- **What is required**
Take the entries below and print, exactly, the stretch from the line containing "carrying tool calls." through the line containing "stubbed and previewed.", both included.

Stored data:
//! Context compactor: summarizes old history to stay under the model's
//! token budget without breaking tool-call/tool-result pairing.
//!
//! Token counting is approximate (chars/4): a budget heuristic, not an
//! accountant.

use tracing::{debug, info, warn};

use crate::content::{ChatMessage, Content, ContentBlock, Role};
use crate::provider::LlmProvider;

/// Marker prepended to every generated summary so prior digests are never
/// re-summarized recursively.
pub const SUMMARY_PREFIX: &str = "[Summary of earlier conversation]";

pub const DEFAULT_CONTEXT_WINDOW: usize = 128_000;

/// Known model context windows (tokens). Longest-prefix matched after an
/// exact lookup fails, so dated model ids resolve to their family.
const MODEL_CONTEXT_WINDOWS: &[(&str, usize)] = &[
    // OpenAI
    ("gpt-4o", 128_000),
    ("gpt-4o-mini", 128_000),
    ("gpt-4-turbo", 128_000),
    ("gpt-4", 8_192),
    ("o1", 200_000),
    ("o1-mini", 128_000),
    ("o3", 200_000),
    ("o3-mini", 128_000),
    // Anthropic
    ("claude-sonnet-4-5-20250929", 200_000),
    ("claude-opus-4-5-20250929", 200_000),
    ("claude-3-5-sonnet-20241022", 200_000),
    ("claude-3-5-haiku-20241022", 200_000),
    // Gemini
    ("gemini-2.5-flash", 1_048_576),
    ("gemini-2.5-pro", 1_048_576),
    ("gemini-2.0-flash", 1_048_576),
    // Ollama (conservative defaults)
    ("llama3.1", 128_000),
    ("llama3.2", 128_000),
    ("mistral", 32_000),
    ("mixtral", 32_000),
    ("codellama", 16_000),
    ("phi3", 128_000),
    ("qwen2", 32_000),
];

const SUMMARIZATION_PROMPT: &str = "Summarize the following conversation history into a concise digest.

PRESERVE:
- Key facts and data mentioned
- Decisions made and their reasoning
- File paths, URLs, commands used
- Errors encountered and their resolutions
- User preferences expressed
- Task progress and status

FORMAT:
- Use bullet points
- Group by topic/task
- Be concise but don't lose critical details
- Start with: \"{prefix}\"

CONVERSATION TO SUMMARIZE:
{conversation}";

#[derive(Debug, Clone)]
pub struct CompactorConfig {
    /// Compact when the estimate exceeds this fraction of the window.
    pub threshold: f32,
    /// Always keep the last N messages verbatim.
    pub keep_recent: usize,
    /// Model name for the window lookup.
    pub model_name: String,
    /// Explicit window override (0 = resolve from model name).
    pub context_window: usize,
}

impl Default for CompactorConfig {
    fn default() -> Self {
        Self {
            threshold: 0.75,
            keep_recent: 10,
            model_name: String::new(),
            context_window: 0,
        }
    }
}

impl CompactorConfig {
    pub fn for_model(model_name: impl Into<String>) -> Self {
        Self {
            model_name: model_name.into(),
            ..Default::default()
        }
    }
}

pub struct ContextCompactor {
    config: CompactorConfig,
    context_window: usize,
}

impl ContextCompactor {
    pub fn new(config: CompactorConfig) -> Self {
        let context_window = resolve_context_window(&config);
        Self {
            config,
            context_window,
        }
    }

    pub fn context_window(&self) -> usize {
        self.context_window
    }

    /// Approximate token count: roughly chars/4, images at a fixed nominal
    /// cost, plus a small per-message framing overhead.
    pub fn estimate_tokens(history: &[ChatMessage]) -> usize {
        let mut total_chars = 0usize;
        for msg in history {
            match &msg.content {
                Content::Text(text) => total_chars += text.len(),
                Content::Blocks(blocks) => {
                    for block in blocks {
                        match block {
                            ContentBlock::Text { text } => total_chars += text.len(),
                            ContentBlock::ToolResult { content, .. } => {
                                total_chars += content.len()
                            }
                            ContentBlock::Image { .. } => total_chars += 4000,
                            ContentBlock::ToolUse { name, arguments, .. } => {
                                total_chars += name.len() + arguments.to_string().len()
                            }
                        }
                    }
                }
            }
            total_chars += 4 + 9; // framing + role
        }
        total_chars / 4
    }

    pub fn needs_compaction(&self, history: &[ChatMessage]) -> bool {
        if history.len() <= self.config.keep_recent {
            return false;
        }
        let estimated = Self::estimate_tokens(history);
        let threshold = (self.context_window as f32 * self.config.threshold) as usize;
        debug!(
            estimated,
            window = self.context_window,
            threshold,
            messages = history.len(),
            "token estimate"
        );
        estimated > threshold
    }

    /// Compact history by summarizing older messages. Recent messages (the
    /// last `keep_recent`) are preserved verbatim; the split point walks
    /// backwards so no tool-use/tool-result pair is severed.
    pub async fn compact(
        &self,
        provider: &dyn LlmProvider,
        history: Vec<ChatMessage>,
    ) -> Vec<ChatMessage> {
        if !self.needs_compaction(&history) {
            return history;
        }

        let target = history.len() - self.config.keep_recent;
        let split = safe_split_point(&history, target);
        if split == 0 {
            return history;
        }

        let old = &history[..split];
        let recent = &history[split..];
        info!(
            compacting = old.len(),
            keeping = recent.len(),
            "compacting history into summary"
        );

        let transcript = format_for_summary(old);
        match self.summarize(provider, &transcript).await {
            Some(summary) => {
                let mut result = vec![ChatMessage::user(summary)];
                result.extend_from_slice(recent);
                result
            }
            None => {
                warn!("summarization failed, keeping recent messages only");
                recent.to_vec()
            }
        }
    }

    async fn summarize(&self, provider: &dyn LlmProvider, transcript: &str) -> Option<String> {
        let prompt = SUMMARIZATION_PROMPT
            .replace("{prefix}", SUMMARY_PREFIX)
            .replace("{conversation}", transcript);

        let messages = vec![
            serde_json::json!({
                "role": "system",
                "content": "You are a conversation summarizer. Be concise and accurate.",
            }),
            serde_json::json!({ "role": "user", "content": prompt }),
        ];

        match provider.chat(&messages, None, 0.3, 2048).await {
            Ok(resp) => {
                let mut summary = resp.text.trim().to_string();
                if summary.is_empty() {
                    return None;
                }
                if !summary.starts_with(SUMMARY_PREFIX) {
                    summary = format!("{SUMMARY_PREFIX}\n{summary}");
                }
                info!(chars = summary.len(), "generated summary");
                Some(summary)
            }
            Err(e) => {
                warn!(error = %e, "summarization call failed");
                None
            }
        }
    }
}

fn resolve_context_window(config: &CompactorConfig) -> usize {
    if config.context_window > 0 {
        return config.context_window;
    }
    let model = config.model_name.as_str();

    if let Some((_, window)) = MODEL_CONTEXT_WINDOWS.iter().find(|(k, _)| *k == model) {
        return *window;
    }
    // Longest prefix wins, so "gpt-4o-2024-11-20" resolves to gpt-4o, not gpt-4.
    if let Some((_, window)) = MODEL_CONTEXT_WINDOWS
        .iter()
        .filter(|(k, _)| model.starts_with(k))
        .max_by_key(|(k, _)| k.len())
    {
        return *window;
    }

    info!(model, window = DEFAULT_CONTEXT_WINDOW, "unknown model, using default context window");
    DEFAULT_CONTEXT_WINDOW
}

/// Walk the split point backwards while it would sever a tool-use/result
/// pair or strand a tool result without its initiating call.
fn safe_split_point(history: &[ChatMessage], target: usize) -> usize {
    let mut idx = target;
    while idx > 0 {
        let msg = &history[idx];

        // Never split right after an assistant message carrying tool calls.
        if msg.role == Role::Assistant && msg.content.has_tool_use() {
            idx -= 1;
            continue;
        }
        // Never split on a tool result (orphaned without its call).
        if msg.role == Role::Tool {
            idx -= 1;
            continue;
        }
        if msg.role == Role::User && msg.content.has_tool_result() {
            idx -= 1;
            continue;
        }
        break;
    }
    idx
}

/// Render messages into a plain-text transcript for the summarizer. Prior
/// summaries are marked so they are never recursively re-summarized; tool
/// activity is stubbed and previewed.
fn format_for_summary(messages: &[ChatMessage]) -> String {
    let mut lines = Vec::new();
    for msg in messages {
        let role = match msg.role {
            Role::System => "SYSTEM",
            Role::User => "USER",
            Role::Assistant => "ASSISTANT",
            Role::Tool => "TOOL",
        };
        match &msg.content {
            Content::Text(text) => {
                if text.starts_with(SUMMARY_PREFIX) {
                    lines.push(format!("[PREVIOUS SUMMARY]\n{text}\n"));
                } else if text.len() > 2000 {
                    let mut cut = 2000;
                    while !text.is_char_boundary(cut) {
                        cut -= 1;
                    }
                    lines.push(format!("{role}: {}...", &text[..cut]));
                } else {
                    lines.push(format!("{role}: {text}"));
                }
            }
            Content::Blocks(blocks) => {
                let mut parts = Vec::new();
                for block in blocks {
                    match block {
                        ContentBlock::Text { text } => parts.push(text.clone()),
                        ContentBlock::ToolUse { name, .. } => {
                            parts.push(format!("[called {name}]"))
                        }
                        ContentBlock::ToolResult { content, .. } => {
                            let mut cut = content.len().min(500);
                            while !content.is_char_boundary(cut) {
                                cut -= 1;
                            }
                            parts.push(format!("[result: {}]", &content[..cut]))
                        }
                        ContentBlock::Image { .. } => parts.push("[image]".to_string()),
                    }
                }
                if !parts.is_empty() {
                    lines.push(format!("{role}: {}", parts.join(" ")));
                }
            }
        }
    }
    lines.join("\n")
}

...

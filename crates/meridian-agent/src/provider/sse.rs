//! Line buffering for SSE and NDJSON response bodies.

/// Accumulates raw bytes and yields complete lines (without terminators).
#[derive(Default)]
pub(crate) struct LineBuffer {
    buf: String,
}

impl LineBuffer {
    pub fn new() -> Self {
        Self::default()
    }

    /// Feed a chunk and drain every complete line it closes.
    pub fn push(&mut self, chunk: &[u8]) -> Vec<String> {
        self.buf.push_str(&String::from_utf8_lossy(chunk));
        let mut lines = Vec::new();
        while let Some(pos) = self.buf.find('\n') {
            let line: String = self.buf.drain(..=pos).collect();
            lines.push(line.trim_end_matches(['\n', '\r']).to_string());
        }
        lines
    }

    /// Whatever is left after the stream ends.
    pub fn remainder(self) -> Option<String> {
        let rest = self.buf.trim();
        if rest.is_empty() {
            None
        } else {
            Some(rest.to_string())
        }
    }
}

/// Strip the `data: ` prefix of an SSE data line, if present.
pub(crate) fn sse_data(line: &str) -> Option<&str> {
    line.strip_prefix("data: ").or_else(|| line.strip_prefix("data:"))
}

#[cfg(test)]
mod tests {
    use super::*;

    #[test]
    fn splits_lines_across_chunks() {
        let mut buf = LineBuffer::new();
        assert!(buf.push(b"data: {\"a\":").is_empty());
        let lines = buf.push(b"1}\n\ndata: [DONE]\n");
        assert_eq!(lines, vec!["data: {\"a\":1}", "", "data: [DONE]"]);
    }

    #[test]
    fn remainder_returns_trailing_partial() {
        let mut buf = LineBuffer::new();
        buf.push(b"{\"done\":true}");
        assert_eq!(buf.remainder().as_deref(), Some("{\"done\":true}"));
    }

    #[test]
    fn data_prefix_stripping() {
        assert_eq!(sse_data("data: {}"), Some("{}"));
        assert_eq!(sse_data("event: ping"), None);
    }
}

- **Result of this task**
        // Never split right after an assistant message carrying tool calls.
        if msg.role == Role::Assistant && msg.content.has_tool_use() {
            idx -= 1;
            continue;
        }
        // Never split on a tool result (orphaned without its call).
        if msg.role == Role::Tool {
            idx -= 1;
            continue;
        }
        if msg.role == Role::User && msg.content.has_tool_result() {
            idx -= 1;
            continue;
        }
        break;
    }
    idx
}

/// Render messages into a plain-text transcript for the summarizer. Prior
/// summaries are marked so they are never recursively re-summarized; tool
/// activity is stubbed and previewed.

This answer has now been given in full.